## Stored dataset items
■ ■ ■ ■

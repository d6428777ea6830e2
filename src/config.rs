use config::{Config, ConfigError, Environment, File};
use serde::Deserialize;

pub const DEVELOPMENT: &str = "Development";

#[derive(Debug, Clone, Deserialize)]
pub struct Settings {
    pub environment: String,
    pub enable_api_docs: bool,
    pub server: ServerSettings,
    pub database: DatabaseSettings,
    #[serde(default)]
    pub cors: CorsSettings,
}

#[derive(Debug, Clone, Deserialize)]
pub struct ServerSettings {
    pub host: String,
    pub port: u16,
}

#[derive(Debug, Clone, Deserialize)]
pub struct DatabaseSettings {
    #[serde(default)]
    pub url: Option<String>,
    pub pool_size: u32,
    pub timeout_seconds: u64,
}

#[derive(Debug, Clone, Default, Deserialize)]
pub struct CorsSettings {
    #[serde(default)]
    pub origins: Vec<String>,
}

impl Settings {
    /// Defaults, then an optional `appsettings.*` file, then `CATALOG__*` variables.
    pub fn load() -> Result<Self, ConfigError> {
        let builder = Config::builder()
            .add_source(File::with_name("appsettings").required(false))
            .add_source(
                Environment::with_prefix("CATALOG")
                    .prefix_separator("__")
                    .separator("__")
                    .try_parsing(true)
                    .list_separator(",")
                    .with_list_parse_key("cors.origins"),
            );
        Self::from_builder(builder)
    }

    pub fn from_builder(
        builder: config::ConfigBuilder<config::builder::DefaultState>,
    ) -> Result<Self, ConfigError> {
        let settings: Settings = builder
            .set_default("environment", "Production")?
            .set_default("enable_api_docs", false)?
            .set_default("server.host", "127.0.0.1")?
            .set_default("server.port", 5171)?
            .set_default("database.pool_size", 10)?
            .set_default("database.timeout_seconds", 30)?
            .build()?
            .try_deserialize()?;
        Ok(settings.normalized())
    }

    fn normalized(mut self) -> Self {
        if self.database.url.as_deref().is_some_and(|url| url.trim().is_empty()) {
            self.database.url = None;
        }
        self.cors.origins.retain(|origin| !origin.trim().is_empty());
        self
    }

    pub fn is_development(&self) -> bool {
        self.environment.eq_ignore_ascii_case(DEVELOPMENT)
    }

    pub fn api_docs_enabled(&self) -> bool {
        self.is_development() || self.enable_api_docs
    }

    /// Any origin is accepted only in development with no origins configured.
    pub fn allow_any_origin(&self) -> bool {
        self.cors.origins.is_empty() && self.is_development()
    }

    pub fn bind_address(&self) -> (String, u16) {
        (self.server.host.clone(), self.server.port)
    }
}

■ ■ ■ ■

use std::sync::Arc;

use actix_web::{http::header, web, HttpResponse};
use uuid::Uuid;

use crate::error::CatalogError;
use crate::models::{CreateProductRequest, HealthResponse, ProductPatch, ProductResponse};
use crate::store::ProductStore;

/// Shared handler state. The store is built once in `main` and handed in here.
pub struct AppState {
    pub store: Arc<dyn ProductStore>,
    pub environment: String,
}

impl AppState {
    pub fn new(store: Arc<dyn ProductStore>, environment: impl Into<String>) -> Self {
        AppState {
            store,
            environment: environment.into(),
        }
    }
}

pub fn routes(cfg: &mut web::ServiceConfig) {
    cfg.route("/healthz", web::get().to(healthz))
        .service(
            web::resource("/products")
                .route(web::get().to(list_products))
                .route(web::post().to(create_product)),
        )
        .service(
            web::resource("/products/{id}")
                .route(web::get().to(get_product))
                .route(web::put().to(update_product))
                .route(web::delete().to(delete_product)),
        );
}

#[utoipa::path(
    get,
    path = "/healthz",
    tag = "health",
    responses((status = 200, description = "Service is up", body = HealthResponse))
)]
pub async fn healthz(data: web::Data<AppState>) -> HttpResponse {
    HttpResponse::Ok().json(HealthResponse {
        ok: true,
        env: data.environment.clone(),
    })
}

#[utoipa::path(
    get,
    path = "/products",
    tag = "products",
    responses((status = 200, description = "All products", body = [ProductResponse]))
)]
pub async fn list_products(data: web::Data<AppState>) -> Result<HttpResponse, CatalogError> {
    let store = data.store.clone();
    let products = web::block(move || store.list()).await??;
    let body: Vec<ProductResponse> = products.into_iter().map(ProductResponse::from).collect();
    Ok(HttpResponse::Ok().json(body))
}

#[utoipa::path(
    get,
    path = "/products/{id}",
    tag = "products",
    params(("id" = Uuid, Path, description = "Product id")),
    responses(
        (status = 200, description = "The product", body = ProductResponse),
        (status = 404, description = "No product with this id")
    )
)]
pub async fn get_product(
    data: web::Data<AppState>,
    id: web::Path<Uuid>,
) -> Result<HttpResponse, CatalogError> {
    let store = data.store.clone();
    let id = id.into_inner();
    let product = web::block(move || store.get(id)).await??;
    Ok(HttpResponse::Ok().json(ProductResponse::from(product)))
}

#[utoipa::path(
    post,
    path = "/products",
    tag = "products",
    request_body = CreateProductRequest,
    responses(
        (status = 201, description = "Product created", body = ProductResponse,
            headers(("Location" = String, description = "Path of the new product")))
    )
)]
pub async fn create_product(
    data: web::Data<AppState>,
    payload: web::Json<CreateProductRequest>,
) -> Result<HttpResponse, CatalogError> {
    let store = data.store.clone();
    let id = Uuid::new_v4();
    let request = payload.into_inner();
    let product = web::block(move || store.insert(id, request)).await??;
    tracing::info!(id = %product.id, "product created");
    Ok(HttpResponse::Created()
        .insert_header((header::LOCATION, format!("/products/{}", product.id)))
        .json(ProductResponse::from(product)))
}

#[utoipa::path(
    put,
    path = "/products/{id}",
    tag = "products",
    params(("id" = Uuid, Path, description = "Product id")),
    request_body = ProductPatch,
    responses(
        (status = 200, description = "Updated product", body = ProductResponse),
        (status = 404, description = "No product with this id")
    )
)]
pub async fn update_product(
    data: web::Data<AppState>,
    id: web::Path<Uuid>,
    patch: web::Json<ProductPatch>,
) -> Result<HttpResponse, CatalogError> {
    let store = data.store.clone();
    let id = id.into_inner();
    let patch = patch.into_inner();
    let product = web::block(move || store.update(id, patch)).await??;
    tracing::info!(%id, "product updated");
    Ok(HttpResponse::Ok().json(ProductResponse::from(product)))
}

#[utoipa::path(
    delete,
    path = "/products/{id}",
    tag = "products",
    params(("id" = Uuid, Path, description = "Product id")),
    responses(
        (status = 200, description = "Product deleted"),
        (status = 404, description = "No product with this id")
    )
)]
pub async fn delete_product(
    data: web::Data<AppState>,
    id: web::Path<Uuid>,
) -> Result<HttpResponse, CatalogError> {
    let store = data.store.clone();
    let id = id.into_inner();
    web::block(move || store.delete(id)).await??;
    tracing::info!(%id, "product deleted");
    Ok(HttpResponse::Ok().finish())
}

■ ■ ■ ■

## WORK INSTRUCTION
Within the entries above, work out how many lines contain the word "tracing". The number alone is the answer.

## SOLUTION TO THIS TASK
3